*** Opening of DATA RECORDS ***

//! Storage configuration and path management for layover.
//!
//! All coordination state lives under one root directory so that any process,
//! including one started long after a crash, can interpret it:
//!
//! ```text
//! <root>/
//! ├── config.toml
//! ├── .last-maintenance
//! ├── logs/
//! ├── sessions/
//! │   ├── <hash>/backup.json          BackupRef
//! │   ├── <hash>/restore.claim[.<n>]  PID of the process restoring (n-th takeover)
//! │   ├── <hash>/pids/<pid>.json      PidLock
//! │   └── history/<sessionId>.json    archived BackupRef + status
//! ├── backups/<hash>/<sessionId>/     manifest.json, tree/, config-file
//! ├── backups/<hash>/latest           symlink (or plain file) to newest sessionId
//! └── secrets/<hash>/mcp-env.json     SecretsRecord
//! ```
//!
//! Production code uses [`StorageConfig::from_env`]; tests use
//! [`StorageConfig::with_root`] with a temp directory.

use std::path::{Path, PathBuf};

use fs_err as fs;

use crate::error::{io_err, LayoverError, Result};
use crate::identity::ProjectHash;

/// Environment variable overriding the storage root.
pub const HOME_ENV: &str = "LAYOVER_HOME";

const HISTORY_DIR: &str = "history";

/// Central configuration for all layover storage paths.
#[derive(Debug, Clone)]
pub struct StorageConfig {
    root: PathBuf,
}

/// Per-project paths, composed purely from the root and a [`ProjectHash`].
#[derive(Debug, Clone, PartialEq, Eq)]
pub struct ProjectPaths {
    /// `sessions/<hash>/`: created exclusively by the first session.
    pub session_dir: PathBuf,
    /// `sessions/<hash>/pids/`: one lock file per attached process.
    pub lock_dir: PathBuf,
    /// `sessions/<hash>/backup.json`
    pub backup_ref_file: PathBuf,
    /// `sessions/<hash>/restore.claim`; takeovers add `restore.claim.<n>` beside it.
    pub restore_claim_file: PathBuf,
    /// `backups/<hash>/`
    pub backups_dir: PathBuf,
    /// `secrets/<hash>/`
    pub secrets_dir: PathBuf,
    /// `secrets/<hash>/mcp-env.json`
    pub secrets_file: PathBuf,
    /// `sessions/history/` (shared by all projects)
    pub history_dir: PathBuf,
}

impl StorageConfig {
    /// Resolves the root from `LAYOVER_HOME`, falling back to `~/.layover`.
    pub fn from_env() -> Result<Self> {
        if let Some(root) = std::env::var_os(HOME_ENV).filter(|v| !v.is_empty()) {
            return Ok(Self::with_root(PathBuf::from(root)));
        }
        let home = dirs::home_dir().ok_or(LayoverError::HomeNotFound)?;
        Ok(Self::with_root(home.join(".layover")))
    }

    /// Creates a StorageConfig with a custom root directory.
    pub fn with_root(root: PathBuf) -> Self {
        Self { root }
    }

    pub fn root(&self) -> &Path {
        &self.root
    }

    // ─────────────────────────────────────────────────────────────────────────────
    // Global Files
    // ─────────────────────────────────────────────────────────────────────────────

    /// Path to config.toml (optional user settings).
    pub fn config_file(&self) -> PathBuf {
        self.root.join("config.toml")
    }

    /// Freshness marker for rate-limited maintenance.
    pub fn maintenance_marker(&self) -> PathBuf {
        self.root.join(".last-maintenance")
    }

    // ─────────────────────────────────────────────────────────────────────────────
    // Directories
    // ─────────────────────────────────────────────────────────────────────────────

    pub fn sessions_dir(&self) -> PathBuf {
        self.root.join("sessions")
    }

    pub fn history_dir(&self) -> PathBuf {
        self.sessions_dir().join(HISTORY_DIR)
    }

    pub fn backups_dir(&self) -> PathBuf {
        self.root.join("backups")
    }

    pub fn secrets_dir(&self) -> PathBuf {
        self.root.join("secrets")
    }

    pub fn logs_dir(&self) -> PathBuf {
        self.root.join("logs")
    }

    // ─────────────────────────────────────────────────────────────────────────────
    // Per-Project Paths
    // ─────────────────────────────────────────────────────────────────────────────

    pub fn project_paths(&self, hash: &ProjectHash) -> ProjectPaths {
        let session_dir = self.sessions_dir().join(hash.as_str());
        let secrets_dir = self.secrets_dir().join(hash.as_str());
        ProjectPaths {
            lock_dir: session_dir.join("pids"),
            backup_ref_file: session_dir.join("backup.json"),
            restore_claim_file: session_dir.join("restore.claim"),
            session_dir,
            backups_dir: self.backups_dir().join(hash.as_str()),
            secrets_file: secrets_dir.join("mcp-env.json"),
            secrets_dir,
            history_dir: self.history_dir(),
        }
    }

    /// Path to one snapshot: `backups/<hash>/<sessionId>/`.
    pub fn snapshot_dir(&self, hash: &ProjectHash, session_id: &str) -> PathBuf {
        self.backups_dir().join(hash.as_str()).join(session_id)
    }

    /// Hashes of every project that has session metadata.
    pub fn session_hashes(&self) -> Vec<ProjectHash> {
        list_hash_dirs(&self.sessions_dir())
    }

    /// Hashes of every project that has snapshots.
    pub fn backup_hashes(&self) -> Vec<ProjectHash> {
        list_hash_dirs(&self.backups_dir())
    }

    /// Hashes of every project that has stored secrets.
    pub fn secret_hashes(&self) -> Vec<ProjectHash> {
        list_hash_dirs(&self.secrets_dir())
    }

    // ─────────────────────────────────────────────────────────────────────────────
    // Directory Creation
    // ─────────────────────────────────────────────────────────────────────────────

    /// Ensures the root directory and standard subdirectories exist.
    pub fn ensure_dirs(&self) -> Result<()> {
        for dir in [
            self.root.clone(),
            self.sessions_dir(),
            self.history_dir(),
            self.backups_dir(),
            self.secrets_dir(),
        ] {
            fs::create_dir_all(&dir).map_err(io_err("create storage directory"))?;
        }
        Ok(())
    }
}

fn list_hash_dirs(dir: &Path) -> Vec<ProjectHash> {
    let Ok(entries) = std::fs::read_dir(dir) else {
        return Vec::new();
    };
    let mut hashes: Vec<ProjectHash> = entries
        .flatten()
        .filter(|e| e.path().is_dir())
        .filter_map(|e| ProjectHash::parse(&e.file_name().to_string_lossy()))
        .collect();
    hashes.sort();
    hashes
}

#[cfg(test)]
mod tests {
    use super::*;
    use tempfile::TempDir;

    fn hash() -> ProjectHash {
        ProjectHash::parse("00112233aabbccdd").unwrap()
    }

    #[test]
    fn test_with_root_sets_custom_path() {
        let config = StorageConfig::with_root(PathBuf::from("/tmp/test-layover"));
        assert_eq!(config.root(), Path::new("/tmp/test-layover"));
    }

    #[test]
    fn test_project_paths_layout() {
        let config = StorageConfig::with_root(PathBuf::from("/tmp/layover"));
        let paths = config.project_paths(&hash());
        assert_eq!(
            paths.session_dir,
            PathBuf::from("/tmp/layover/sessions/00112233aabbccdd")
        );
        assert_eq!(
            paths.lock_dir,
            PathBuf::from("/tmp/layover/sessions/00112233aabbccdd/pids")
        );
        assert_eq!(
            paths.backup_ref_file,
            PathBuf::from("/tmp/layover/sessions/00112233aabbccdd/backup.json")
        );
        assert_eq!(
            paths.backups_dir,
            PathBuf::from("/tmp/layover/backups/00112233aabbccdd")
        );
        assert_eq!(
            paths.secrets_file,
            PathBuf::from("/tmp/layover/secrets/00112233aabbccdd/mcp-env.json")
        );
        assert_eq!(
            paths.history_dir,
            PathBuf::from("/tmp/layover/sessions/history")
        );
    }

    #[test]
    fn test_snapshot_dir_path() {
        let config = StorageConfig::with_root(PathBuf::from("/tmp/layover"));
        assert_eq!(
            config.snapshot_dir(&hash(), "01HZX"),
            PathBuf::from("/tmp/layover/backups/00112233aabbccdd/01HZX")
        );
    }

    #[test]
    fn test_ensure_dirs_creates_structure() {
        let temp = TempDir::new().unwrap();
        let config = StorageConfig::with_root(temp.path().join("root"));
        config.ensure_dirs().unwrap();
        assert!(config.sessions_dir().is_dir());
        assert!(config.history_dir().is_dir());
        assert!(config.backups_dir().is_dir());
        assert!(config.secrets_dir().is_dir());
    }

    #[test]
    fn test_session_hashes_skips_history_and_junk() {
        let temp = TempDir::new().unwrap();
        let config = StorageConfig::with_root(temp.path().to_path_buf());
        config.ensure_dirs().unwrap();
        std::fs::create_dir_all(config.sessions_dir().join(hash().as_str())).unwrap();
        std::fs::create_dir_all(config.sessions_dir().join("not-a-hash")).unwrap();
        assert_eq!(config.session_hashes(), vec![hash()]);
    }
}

*** Close of DATA RECORDS ***

WORK ITEM =>
Wherever the word "Debug" occurs in the data, copy that whole line.

SOLUTION FOR THIS PROBLEM =>
#[derive(Debug, Clone)]
#[derive(Debug, Clone, PartialEq, Eq)]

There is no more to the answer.